- [WHAT TO PRODUCE]: Wherever a line of the records contains "LinkTable", copy that line.
•••••
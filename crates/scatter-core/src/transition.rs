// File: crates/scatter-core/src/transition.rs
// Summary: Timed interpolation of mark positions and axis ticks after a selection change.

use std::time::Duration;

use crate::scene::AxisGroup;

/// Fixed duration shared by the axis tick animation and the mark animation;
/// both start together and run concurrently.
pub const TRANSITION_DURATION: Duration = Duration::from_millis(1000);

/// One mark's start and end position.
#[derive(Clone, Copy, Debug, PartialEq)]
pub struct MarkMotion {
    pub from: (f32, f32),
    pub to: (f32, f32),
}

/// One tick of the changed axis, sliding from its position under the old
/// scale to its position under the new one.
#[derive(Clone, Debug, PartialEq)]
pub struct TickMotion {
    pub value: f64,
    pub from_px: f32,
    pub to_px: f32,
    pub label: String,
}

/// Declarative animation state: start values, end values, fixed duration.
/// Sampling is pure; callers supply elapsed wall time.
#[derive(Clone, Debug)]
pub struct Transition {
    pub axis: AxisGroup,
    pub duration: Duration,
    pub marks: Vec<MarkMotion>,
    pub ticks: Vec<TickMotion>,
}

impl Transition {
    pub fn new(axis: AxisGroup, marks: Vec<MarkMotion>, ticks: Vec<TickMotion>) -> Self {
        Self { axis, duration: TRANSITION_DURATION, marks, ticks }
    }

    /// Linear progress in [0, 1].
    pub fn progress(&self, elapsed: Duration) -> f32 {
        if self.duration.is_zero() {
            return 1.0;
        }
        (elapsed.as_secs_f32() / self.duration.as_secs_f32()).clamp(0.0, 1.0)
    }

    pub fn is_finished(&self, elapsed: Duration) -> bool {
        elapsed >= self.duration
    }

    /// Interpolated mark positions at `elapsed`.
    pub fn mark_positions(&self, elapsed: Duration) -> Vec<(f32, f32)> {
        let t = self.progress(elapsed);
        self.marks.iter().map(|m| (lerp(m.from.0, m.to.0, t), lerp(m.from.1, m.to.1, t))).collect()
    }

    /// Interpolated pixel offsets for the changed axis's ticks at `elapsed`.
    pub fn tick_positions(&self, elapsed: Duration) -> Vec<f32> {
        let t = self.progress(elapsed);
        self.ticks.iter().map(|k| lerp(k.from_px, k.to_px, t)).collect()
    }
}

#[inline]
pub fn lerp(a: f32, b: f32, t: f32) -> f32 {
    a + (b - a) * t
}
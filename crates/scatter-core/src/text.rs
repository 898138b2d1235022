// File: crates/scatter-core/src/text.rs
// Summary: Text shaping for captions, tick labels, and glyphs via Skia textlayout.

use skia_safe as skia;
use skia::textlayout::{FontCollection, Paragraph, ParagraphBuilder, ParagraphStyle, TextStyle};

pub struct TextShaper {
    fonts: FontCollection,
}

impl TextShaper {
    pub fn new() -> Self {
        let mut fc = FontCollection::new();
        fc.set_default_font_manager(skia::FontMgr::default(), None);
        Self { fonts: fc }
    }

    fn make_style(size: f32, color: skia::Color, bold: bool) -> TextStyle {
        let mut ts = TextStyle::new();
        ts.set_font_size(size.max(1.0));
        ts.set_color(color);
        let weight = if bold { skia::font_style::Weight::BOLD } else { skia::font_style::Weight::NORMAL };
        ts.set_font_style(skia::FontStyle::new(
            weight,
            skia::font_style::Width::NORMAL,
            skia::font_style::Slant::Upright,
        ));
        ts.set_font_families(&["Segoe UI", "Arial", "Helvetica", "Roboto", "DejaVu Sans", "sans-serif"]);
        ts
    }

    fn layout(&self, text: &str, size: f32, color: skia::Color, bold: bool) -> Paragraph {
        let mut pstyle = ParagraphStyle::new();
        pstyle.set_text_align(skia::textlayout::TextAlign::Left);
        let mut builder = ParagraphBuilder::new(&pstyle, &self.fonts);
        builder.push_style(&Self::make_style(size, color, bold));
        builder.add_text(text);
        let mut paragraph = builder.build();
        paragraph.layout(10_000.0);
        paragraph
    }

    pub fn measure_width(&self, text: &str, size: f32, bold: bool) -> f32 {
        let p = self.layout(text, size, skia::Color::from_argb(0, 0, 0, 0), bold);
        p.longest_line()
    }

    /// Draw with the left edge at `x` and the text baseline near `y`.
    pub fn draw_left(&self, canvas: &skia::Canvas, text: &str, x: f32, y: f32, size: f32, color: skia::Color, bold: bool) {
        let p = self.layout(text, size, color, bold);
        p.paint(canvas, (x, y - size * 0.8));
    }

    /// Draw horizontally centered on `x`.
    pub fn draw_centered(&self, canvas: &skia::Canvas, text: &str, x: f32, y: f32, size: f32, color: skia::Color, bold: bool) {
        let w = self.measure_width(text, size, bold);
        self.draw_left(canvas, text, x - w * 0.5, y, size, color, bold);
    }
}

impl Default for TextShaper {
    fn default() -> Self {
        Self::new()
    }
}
•••••
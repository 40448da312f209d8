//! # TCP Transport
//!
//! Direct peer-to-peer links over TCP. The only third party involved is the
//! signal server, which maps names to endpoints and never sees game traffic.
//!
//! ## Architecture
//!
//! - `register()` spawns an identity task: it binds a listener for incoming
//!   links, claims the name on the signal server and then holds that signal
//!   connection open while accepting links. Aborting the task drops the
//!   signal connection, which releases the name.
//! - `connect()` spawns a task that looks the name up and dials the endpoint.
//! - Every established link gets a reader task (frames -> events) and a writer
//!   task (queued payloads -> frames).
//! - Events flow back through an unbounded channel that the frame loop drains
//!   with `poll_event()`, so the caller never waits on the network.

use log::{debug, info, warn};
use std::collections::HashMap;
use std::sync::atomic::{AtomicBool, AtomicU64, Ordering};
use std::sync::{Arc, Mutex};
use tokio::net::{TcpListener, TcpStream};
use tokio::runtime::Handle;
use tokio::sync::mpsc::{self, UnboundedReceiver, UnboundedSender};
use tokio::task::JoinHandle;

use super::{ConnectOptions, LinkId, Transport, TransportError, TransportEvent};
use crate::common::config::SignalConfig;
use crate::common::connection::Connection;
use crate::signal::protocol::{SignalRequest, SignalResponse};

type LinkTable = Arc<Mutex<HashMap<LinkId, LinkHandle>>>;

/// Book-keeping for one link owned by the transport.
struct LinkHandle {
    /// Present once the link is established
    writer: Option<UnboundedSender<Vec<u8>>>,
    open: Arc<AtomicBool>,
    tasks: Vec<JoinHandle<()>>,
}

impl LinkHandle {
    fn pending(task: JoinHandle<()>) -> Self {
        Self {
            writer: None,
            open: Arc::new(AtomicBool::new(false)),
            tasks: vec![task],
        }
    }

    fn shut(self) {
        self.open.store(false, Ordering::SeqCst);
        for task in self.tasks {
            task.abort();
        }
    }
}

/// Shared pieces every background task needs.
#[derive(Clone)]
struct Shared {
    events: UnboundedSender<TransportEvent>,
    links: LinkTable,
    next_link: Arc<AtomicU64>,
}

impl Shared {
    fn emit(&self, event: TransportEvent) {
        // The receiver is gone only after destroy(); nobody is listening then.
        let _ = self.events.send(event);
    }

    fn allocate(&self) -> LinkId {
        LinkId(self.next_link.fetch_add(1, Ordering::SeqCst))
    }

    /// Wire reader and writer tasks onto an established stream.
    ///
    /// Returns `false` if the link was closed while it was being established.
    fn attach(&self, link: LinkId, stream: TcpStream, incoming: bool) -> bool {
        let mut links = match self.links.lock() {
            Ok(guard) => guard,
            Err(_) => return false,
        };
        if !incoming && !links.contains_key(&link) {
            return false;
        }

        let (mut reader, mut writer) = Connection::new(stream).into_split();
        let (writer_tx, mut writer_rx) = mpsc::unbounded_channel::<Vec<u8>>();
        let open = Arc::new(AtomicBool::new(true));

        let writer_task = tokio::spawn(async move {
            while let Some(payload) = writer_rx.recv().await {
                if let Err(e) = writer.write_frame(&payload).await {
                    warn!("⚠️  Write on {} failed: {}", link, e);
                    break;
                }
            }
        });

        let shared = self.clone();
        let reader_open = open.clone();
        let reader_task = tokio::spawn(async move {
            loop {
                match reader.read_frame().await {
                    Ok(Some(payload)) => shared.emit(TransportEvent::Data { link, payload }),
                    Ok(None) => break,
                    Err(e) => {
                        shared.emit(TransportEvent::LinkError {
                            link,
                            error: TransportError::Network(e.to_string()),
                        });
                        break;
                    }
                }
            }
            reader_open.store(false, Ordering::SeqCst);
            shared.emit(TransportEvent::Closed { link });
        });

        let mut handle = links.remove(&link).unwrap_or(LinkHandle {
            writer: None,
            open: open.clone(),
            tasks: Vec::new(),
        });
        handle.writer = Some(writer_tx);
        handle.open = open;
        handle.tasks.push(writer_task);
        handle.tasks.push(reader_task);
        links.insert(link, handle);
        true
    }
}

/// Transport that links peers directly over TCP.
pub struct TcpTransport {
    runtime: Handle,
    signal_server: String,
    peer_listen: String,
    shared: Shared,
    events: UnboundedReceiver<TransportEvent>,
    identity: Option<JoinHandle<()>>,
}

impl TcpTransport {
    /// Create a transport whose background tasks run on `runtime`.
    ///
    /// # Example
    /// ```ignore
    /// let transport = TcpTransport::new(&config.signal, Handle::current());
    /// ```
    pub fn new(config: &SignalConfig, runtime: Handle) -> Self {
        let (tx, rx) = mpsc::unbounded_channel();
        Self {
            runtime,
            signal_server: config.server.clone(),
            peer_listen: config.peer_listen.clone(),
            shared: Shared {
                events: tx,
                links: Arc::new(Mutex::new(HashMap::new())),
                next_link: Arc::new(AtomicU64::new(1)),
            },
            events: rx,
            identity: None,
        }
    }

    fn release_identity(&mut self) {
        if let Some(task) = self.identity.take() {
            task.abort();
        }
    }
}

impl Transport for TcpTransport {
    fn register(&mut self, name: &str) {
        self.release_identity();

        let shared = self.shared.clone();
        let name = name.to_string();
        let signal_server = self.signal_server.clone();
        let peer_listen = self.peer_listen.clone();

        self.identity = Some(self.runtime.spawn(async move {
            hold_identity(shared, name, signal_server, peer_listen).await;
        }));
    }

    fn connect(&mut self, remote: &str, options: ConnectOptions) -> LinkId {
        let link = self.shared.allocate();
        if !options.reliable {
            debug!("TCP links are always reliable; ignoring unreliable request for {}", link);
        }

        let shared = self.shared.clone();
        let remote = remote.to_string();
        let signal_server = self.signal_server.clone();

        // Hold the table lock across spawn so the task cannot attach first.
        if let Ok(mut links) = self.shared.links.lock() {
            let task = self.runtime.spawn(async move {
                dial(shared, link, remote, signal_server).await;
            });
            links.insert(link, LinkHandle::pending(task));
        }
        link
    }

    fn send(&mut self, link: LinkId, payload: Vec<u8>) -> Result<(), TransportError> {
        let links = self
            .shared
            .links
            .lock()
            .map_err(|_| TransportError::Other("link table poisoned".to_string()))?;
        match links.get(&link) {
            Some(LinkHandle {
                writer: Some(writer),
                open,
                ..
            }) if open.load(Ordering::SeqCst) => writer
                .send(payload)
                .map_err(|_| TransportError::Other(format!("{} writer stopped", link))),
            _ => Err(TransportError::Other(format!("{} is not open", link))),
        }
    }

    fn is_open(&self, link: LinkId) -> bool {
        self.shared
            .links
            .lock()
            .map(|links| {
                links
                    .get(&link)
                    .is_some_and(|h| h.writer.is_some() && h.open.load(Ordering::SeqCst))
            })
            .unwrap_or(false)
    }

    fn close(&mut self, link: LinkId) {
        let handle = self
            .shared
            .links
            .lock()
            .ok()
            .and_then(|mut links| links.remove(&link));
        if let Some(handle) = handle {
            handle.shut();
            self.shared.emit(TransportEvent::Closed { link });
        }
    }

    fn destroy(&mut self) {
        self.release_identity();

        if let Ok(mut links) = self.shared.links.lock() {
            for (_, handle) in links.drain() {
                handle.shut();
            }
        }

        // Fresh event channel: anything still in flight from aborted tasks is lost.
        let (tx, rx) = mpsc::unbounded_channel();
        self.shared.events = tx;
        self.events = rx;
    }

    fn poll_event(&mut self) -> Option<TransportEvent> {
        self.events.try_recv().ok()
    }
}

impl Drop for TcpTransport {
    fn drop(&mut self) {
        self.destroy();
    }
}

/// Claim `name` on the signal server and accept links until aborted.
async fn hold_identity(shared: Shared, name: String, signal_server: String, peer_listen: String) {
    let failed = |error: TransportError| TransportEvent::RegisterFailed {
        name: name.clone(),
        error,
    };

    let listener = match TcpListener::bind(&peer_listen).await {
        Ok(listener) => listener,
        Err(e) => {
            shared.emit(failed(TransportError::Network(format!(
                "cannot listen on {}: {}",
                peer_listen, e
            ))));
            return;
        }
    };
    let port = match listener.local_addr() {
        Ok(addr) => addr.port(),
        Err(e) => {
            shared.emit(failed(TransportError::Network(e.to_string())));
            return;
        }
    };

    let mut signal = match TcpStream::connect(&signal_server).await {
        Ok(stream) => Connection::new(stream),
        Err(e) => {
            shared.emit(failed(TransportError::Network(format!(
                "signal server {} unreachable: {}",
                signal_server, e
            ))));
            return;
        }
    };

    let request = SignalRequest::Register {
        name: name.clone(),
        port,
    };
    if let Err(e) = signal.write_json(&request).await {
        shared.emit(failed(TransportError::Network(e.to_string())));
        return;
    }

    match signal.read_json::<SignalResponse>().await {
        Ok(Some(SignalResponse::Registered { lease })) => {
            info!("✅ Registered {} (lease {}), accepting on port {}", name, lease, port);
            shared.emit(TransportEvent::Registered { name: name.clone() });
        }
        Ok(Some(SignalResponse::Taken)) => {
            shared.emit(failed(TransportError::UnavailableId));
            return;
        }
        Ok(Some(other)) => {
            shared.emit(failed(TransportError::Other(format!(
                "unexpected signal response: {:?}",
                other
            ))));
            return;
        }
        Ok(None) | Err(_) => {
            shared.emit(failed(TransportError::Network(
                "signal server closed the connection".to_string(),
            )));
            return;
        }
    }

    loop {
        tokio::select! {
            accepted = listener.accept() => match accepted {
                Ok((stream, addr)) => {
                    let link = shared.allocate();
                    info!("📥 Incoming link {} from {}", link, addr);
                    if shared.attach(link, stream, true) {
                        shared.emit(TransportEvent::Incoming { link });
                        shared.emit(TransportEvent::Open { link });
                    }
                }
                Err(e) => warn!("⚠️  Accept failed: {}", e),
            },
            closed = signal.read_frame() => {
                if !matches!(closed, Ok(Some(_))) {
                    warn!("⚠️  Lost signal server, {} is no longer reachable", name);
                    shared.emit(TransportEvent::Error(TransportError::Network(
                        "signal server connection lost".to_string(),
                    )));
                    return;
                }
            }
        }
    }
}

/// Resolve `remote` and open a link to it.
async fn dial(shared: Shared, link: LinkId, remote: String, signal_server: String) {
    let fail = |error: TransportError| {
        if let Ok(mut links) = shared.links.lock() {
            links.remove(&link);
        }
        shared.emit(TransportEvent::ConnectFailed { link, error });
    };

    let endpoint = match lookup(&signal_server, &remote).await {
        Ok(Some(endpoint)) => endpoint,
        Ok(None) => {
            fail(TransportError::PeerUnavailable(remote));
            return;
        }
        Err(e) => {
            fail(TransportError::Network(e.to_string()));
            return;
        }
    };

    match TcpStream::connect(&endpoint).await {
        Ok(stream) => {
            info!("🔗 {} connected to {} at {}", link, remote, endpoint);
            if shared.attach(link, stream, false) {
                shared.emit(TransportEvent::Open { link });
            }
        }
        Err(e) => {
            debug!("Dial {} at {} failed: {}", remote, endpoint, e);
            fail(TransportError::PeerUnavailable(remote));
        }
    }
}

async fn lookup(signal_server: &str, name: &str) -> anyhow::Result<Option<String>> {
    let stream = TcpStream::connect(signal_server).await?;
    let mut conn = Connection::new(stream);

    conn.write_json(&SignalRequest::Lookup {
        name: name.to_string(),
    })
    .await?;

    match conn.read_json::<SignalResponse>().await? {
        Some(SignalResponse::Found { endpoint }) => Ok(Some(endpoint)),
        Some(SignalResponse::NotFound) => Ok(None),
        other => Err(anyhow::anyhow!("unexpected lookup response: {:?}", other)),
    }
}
•••••
- [EXERCISE SOLUTION]:
type LinkTable = Arc<Mutex<HashMap<LinkId, LinkHandle>>>;
    links: LinkTable,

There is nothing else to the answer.